SOURCE MATERIAL
────────────────

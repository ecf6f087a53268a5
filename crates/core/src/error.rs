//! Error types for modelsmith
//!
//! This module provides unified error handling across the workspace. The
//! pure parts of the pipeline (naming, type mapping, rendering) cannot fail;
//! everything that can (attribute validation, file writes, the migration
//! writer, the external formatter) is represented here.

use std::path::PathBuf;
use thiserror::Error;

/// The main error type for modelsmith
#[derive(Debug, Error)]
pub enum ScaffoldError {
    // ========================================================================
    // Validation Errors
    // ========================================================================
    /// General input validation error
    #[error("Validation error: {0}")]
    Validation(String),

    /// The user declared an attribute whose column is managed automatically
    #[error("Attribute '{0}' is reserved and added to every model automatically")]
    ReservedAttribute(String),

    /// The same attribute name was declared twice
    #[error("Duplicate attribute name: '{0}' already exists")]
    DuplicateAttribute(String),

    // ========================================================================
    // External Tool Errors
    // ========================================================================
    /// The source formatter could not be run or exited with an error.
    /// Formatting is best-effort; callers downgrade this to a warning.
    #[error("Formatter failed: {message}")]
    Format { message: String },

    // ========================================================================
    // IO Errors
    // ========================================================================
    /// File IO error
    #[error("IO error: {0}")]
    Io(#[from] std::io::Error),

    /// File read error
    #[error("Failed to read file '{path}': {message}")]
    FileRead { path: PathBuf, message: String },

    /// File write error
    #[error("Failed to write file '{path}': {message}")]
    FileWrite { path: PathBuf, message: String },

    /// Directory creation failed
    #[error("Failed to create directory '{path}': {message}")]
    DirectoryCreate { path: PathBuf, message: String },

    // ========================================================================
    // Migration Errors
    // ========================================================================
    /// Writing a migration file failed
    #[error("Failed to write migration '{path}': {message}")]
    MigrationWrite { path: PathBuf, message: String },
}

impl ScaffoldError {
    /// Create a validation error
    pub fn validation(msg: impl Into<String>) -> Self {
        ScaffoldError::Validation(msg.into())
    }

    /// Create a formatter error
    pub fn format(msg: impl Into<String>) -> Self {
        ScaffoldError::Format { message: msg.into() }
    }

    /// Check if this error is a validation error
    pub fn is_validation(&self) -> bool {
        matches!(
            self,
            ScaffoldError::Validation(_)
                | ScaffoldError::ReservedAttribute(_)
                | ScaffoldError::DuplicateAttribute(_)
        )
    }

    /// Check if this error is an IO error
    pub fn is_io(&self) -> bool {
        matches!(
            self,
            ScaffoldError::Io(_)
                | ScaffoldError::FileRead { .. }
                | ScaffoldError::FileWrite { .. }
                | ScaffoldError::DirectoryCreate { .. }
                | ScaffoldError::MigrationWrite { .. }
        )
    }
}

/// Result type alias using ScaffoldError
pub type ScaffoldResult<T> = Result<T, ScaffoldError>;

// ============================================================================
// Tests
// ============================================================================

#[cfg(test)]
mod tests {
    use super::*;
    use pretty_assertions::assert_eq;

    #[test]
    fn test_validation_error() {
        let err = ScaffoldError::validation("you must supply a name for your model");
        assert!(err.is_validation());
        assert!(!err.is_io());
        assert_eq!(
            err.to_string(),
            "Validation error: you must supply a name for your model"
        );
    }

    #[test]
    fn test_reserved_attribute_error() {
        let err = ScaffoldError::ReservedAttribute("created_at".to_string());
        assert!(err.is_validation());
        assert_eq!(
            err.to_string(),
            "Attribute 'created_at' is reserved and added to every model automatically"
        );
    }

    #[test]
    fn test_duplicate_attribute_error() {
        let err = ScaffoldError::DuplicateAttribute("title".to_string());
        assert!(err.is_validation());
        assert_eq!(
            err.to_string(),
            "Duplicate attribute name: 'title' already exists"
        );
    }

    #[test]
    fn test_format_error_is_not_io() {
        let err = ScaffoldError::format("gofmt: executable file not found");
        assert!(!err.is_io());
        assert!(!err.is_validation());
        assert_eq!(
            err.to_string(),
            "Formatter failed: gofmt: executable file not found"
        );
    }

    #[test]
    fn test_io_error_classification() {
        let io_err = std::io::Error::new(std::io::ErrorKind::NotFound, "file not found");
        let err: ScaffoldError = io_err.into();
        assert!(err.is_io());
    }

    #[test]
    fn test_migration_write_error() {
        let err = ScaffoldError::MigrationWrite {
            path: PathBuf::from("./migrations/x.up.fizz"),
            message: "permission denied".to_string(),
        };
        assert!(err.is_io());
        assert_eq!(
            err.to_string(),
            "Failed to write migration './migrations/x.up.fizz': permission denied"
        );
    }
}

────────────────

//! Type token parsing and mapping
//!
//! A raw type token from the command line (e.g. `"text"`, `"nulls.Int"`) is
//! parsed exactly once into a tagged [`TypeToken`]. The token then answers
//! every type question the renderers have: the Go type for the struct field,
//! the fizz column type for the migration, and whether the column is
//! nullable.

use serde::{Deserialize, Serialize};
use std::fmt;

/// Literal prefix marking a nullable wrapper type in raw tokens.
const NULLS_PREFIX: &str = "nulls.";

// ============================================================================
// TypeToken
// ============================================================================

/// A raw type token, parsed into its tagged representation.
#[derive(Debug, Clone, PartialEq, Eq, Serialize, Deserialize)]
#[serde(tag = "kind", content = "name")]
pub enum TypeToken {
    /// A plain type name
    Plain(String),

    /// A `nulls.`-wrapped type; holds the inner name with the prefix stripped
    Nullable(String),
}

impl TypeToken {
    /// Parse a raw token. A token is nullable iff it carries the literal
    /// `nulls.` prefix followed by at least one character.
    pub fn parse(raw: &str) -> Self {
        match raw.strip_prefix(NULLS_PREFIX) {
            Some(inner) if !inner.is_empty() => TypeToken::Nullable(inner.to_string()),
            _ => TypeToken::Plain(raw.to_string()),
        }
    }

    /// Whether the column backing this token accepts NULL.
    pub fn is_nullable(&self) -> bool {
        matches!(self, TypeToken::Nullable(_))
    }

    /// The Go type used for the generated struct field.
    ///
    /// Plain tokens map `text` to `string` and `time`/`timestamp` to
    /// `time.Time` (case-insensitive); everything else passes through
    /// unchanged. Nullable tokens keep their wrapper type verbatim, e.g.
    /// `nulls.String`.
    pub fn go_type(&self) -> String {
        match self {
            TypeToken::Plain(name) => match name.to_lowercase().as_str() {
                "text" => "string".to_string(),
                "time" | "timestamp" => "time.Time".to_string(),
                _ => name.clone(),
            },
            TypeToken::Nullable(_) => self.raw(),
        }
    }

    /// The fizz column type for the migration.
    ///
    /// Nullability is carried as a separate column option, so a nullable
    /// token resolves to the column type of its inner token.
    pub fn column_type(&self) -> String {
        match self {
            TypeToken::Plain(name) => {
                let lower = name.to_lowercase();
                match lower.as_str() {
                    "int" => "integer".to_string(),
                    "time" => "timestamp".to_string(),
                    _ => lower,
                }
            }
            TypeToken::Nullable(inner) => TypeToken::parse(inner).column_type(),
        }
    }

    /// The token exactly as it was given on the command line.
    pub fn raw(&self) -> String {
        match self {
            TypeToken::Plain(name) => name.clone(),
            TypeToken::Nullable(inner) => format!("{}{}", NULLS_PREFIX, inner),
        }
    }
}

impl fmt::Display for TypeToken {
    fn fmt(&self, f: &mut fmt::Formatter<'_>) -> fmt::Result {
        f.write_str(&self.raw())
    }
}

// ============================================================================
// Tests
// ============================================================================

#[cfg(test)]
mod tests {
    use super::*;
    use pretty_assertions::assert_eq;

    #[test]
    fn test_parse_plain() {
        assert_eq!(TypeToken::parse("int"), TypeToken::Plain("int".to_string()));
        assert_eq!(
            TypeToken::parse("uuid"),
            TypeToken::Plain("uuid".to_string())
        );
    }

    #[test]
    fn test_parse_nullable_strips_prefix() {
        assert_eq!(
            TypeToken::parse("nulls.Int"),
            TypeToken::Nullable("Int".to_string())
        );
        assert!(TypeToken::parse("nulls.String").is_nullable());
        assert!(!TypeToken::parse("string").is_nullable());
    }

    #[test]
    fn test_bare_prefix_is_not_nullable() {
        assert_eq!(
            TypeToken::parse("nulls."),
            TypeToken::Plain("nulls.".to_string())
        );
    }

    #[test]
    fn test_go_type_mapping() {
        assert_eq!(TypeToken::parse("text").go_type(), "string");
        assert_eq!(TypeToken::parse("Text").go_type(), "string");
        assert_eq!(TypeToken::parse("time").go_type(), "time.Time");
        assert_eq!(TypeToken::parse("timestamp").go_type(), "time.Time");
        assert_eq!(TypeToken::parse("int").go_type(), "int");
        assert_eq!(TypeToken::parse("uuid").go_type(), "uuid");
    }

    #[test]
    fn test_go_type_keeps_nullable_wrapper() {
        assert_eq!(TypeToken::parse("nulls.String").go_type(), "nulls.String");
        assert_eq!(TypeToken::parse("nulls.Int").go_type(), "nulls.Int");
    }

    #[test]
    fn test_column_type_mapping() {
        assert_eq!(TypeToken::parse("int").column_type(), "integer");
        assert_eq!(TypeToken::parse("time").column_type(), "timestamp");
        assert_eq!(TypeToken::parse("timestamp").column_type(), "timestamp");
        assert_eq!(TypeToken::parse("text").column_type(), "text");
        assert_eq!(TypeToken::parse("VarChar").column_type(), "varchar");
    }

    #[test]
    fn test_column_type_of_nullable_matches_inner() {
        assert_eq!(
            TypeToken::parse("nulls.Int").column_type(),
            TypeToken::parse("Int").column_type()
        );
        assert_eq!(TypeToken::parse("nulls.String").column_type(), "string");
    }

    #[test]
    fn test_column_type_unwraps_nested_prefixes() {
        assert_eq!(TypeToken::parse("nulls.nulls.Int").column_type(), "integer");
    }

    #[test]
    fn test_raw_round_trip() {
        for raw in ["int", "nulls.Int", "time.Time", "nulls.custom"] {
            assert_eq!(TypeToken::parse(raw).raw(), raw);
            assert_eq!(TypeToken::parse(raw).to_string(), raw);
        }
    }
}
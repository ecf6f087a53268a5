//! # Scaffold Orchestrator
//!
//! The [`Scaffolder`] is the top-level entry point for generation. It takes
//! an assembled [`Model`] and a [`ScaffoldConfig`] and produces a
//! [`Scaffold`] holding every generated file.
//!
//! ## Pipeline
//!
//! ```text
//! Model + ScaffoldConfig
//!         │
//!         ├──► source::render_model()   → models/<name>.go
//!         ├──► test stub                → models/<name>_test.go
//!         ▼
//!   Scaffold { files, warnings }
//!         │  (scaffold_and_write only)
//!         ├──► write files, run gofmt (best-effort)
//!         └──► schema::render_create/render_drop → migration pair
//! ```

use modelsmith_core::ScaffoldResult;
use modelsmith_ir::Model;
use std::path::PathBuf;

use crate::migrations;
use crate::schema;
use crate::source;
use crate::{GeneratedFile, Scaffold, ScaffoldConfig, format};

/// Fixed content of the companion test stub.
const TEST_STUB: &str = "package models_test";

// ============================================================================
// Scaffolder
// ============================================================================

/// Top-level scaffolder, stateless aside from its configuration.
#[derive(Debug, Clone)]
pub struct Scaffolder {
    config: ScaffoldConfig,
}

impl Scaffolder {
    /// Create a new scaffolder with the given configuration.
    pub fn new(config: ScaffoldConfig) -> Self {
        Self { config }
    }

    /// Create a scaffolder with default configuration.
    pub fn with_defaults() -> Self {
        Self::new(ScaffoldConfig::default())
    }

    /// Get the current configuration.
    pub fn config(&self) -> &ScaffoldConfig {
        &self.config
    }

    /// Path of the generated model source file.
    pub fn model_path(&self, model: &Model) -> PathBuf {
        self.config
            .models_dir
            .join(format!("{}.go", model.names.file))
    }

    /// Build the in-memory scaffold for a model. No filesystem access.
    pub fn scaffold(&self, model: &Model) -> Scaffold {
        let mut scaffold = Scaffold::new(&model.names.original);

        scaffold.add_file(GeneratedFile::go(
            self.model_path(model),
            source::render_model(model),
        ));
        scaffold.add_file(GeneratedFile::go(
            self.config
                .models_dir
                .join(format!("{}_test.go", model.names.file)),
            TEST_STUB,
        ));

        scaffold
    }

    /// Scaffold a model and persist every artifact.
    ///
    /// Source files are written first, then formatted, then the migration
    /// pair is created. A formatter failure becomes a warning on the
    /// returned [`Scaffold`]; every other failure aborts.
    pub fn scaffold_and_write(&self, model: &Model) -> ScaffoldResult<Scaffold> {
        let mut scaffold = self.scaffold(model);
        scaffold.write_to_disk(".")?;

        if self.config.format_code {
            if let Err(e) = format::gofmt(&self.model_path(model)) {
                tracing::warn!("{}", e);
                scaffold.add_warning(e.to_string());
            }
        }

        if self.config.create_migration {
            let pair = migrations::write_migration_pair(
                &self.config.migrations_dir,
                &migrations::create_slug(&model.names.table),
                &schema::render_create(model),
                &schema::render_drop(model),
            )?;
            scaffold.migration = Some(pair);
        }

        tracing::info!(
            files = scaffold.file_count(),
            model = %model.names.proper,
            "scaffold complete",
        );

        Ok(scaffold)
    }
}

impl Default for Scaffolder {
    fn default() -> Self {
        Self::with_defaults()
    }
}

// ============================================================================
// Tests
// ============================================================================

────────────────

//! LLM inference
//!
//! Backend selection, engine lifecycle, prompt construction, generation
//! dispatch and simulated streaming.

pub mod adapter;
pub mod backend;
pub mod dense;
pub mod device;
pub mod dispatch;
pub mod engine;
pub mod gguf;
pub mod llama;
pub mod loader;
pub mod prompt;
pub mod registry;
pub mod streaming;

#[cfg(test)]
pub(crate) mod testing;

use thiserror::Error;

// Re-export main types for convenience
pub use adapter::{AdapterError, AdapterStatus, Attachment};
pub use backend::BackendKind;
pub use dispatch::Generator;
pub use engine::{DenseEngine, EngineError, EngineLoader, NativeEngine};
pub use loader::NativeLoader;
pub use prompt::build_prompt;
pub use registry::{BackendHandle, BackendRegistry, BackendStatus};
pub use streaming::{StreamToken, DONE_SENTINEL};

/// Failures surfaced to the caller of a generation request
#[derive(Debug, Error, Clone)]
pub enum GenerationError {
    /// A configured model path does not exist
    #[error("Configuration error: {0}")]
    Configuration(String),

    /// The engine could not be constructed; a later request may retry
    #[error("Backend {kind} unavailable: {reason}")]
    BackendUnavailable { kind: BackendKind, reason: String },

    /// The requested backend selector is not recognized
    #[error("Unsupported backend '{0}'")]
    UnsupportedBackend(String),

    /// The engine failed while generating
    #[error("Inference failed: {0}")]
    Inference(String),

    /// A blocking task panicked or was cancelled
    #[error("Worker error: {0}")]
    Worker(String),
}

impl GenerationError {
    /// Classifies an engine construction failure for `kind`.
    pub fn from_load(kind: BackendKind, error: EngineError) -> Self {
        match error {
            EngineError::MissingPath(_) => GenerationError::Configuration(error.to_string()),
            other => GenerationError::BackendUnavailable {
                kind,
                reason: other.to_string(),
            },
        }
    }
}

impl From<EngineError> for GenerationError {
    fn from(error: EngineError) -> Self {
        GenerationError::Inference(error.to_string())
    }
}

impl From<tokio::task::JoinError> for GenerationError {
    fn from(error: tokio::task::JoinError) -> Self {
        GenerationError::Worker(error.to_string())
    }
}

────────────────

WORK INSTRUCTIONS
If a line of the data holds the string "given", list it.

YOUR SOLUTION
    /// The token exactly as it was given on the command line.
    /// Create a new scaffolder with the given configuration.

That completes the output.